Healthism and self management
If you can walk away with just one piece of information from our proposal, let it be that we know, and acknowledge that not everyone can just decide to "get better." The idea that we can one day wake up and change our lives is becoming more and more prominent by the day. Why do we treat illness as a failure? Why is it that we praise the well-regulated, but look down at people who struggle to overcome a trauma so debilitating that leaving their home is their version of success?

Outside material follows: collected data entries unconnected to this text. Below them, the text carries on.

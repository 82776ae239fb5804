//! Validated population counts.

use serde::{Deserialize, Serialize};

use crate::ReliefError;

/// Non-negative head count.
///
/// Request payloads carry signed or floating point numbers; conversion into
/// this type is where negative, non-finite or fractional-overflow values are
/// rejected with [`ReliefError::InvalidInput`].
#[derive(Debug, Clone, Copy, PartialEq, Eq, PartialOrd, Ord, Hash, Default, Serialize, Deserialize)]
#[serde(transparent)]
pub struct Population(u64);

impl Population {
    /// Wrap an already non-negative count
    pub const fn new(count: u64) -> Self {
        Self(count)
    }

    /// Raw head count
    pub const fn get(self) -> u64 {
        self.0
    }

    /// Validate a signed count coming from an external caller
    pub fn from_signed(field: &str, value: i64) -> Result<Self, ReliefError> {
        u64::try_from(value)
            .map(Self)
            .map_err(|_| ReliefError::invalid_input(field, format!("must be non-negative, got {value}")))
    }

    /// Validate a floating point count, truncating any fractional part
    pub fn from_float(field: &str, value: f64) -> Result<Self, ReliefError> {
        if !value.is_finite() {
            return Err(ReliefError::invalid_input(field, "must be a finite number"));
        }
        if value < 0.0 {
            return Err(ReliefError::invalid_input(
                field,
                format!("must be non-negative, got {value}"),
            ));
        }
        if value >= u64::MAX as f64 {
            return Err(ReliefError::invalid_input(field, "is too large"));
        }
        Ok(Self(value.trunc() as u64))
    }
}

impl From<u64> for Population {
    fn from(count: u64) -> Self {
        Self(count)
    }
}

impl std::fmt::Display for Population {
    fn fmt(&self, f: &mut std::fmt::Formatter<'_>) -> std::fmt::Result {
        write!(f, "{}", group_thousands(self.0))
    }
}

/// Format an integer with `,` thousands separators (`1696694` -> `1,696,694`)
pub fn group_thousands(value: u64) -> String {
    let digits = value.to_string();
    let mut out = String::with_capacity(digits.len() + digits.len() / 3);
    for (i, ch) in digits.chars().enumerate() {
        if i > 0 && (digits.len() - i) % 3 == 0 {
            out.push(',');
        }
        out.push(ch);
    }
    out
}
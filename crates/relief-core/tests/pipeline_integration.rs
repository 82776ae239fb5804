//! End-to-end tests: reference CSVs, model directories, prediction,
//! estimation and allocation through the coordinator.

use std::fs;

use approx::assert_relative_eq;
use ndarray::ArrayView1;
use relief_core::domain::{CITY_TO_DISTRICT_FILE, DISTRICT_POPULATION_FILE, IMPACT_FACTORS_FILE};
use relief_core::ml::{LabelEncoders, StandardScaler, ENCODERS_FILE, SCALER_FILE};
use relief_core::prelude::*;
use relief_core::{
    IncidentAllocation, MlResult, ModelArtifacts, ReferenceData, RegressionModel, ResourceUsage, FEATURE_COUNT,
};
use serde_json::json;

const DISTRICTS: [&str; 13] = [
    "Almora",
    "Bageshwar",
    "Chamoli",
    "Champawat",
    "Dehradun",
    "Haridwar",
    "Nainital",
    "Pauri Garhwal",
    "Pithoragarh",
    "Rudraprayag",
    "Tehri Garhwal",
    "Udham Singh Nagar",
    "Uttarkashi",
];

/// Two stumps: one on district population, one on the combined weather factor.
///
/// `10_000 + (pop <= 1M ? 40_000 : 250_000) + (weather <= 1.0 ? 0 : 12_000)`
struct TwoStumps;

impl RegressionModel for TwoStumps {
    fn n_features(&self) -> usize {
        FEATURE_COUNT
    }

    fn predict(&self, features: ArrayView1<'_, f64>) -> MlResult<f64> {
        let population = if features[0] <= 1_000_000.0 { 40_000.0 } else { 250_000.0 };
        let weather = if features[10] <= 1.0 { 0.0 } else { 12_000.0 };
        Ok(10_000.0 + population + weather)
    }

    fn name(&self) -> &str {
        "two_stumps"
    }
}

fn model_artifacts() -> ModelArtifacts {
    let encoders: LabelEncoders = serde_json::from_value(json!({
        "District": DISTRICTS,
        "EventType": ["Avalanche", "Cloudburst", "Earthquake", "Flash Flood", "Flood", "Landslide"],
        "AltitudeZone": ["High Altitude", "Low Altitude", "Mid Altitude", "Very High Altitude"],
        "ZoneType": ["Alpine", "Hilly", "Plains", "Seismic", "Valley"]
    }))
    .unwrap();
    let scaler: StandardScaler =
        serde_json::from_value(json!({"mean": vec![0.0; FEATURE_COUNT], "scale": vec![1.0; FEATURE_COUNT]})).unwrap();
    ModelArtifacts::from_parts(TwoStumps, encoders, scaler, FEATURE_COUNT).unwrap()
}

fn coordinator_with_model() -> ReliefCoordinator {
    ReliefCoordinator::new(ReferenceData::builtin(), Some(model_artifacts()), PipelineConfig::default())
}

fn reference_weather() -> WeatherObservation {
    WeatherObservation::new(28.5, 45.2, 78.3, 12.5)
}

fn calm_weather() -> WeatherObservation {
    WeatherObservation::new(20.0, 5.0, 50.0, 5.0)
}

#[test]
fn reference_scenario_dehradun_flash_flood() {
    let coordinator = coordinator_with_model();
    assert!(coordinator.has_model());

    let result = coordinator
        .predict_impact(&ImpactRequest::new("Dehradun", "flash_flood", reference_weather()))
        .unwrap();

    assert_eq!(result.region, "Dehradun");
    assert_eq!(result.region_population, 1_696_694);
    assert_relative_eq!(result.affected_area_percent, 15.0);
    assert_eq!(result.base_affected, 254_504);
    assert_relative_eq!(result.weather_factors.rainfall_factor, 1.10);
    assert_relative_eq!(result.weather_factors.wind_factor, 1.03);
    assert_relative_eq!(result.weather_factors.humidity_factor, 1.02);
    assert_relative_eq!(result.weather_factors.temperature_factor, 1.0);
    assert_relative_eq!(result.weather_factors.weather_factor, 1.0368, epsilon = 1e-4);
    assert_eq!(result.predicted_affected, 272_000);
}

#[test]
fn alias_and_calm_weather() {
    let coordinator = coordinator_with_model();
    let result = coordinator
        .predict_impact(&ImpactRequest::new("Haldwani", "flood", calm_weather()))
        .unwrap();
    assert_eq!(result.region, "Nainital");
    assert_relative_eq!(result.weather_factors.weather_factor, 1.0);
    assert_eq!(result.predicted_affected, 50_000);
}

#[test]
fn input_errors_precede_model_errors() {
    let coordinator = ReliefCoordinator::builtin();
    let err = coordinator
        .predict_impact(&ImpactRequest::new("Gotham", "flood", calm_weather()))
        .unwrap_err();
    assert!(matches!(err, ReliefError::UnknownLocation(_)));

    let err = coordinator
        .predict_impact(&ImpactRequest::new("Dehradun", "flood", calm_weather()))
        .unwrap_err();
    assert!(matches!(err, ReliefError::ModelUnavailable(_)));
}

#[test]
fn full_analysis_with_shortage() {
    let coordinator = coordinator_with_model();
    let request = FullAnalysisRequest::new("Dehradun", "flash_flood", reference_weather())
        .with_duration_days(10)
        .with_pool(ResourceNeeds::new(1_000_000, 50, 100));

    let analysis = coordinator.full_analysis(&request).unwrap();
    assert_eq!(analysis.incident.name, "Dehradun Flash Flood");
    assert_eq!(analysis.incident.kind, Some(IncidentKind::Flood));
    assert_eq!(analysis.resources.affected_population, 272_000);
    assert_eq!(analysis.resources.duration_days, 10);

    let report = analysis.allocation.unwrap();
    assert_eq!(report.incidents.len(), 1);
    let incident: &IncidentAllocation = &report.incidents[0];
    let needs = analysis.incident.needs;
    for resource in TrackedResource::ALL {
        let usage: &ResourceUsage = report.usage(resource).unwrap();
        assert!(usage.allocated <= usage.available);
        assert!(incident.allocated(resource) <= needs.get(resource));
    }
    assert!(report.has_shortage());
    assert_eq!(incident.status, AllocationStatus::PartiallyAllocated);
    // a lone incident under shortage receives the whole pool, floored
    assert!((49..=50).contains(&incident.allocated(TrackedResource::RescueTeams)));
}

#[test]
fn full_analysis_without_pool_skips_allocation() {
    let coordinator = coordinator_with_model();
    let analysis = coordinator
        .full_analysis(&FullAnalysisRequest::new("Rishikesh", "landslide", calm_weather()))
        .unwrap();
    assert_eq!(analysis.impact.region, "Dehradun");
    assert!(analysis.allocation.is_none());
    assert_eq!(analysis.resources.duration_days, 7);
}

#[test]
fn csv_reference_data_and_alias_file() {
    let data = tempfile::tempdir().unwrap();
    fs::write(
        data.path().join(DISTRICT_POPULATION_FILE),
        "district,population\nDehradun,1696694\nChamoli,391605\n",
    )
    .unwrap();
    fs::write(
        data.path().join(IMPACT_FACTORS_FILE),
        "disaster_type,default_affected_area,altitude_zone,zone_type,description\n\
         flood,0.2,Low Altitude,Plains,River flooding\n",
    )
    .unwrap();
    fs::write(
        data.path().join(CITY_TO_DISTRICT_FILE),
        "city,district\nJoshimath,Chamoli\nAtlantis,Nowhere\n",
    )
    .unwrap();

    let platform = PlatformConfig {
        data_dir: Some(data.path().to_path_buf()),
        model_dir: data.path().join("no-models"),
        ..PlatformConfig::default()
    };
    let coordinator = ReliefCoordinator::from_platform_config(&platform).unwrap();

    assert_eq!(coordinator.reference().regions.len(), 2);
    assert_eq!(coordinator.resolve_location("joshimath").unwrap().name(), "Chamoli");
    assert_eq!(coordinator.resolve_location("Rishikesh").unwrap().name(), "Dehradun");
    assert!(coordinator.resolve_location("Haldwani").is_err());
    assert!(coordinator.resolve_location("Atlantis").is_err());

    let flood = coordinator.reference().categories.get("FLOOD").unwrap();
    assert_relative_eq!(flood.default_affected_area_percent, 20.0);
    assert_eq!(coordinator.status().disaster_types, vec!["flood".to_string()]);
}

#[test]
fn allocation_invariants_across_pools() {
    let coordinator = ReliefCoordinator::builtin();
    let incidents: Vec<Incident> = [
        ("Dehradun Flood", 50_000u64, "flood"),
        ("Chamoli Earthquake", 20_000, "earthquake"),
        ("Pithoragarh Landslide", 8_000, "landslide"),
    ]
    .iter()
    .map(|(name, people, kind)| {
        let needs = coordinator.estimate_resources(*people, kind, Some(7)).unwrap().tracked_needs();
        Incident::new(*name, *name, *people, needs)
    })
    .collect();

    let total_food: u64 = incidents.iter().map(|i| i.needs.food_packets).sum();
    for fraction in [0.0, 0.1, 0.5, 0.9, 1.0, 1.5] {
        let available = (total_food as f64 * fraction) as u64;
        let pool = ResourceNeeds::new(available, 100, 150);
        let report = coordinator.allocate(&pool, &incidents);

        for resource in TrackedResource::ALL {
            let granted: u64 = report.incidents.iter().map(|i| i.allocated(resource)).sum();
            assert!(granted <= pool.get(resource));
        }
        if available >= total_food {
            for inc in &report.incidents {
                let food = inc.allocation(TrackedResource::FoodPackets).unwrap();
                assert_eq!(food.allocated, food.requested);
            }
        }
    }

    let report = coordinator.allocate(&ResourceNeeds::new(0, 0, 0), &incidents);
    assert_eq!(report.incidents[0].name, "Dehradun Flood");
}

#[test]
fn model_dir_without_graph_disables_predictions() {
    let models = tempfile::tempdir().unwrap();
    let artifacts = model_artifacts();
    fs::write(
        models.path().join(ENCODERS_FILE),
        serde_json::to_string(artifacts.encoders()).unwrap(),
    )
    .unwrap();
    fs::write(
        models.path().join(SCALER_FILE),
        json!({"mean": vec![0.0; FEATURE_COUNT], "scale": vec![1.0; FEATURE_COUNT]}).to_string(),
    )
    .unwrap();

    let mut platform = PlatformConfig {
        model_dir: models.path().to_path_buf(),
        ..PlatformConfig::default()
    };
    let coordinator = ReliefCoordinator::from_platform_config(&platform).unwrap();
    assert!(!coordinator.has_model());
    let err = coordinator
        .predict_impact(&ImpactRequest::new("Dehradun", "flood", calm_weather()))
        .unwrap_err();
    assert!(matches!(err, ReliefError::ModelUnavailable(_)));

    platform.require_model = true;
    assert!(matches!(
        ReliefCoordinator::from_platform_config(&platform),
        Err(ReliefError::Inference(_))
    ));
}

The origin of healthism can be attributed to the factors such as the broad range of health information in books and the internet, consumerism (particularly of natural remedies and supplements), wellness culture and an overall distrust of science. Many of these traits can be linked to middle class health culture. Greenhalgh (2004) depicts how the emergence of a class with enough disposable income and time to focus on health has prompted the ideology of healthism. It pushes the definition of health away from our state of autonomy and towards a constant self-improvement mechanism that can never fully be achieved. Given its positioning as an ideology promoted by higher socioeconomic classes, it can be determined that it lacks acknowledgment for those who are limited to resources that are promoted as being "healthy."
Upper classes often promoted on social media portray an unattainable version of trauma recovery. Their trauma, like every one elses, should not be disregarded, but it is important that we ensure we do not forget the resources they have access to as a result of their positioning. While such a culture aims to promote freedom of choice, it lacks recognition of PTSD victims living in poverty, war torn regions, have limited access to healthcare or are living with disabilities as a result of their trauma. Suddenly the burden of our struggles are shifted away from structures that should be of aid to us, and is placed on the individual, making it a moral obligation that is so out of touch with members of society already struggling under these systems. You didn’t inflict trauma on yourself, such factors are not individual and should not be individualized. Individuals with PTSD should not be made to feel as though they have made poor personal choices, when what happened was a result of external harm. Traits associated with PTSD are recognized as unhealthy under healthism as they fall outside of traits deemed to be possessed by a healthy individual (ex= regulated nervous system, self controlled etc). Trauma interrupts these patterns, overriding the ability to maintain "choice."
The narrow minded beliefs that incorporate healthism culture fail to acknowledge the strength that it often takes an individual to survive trauma. Trauma responses are not a weakness, they are adaptive. Critique the ideology, not the individual.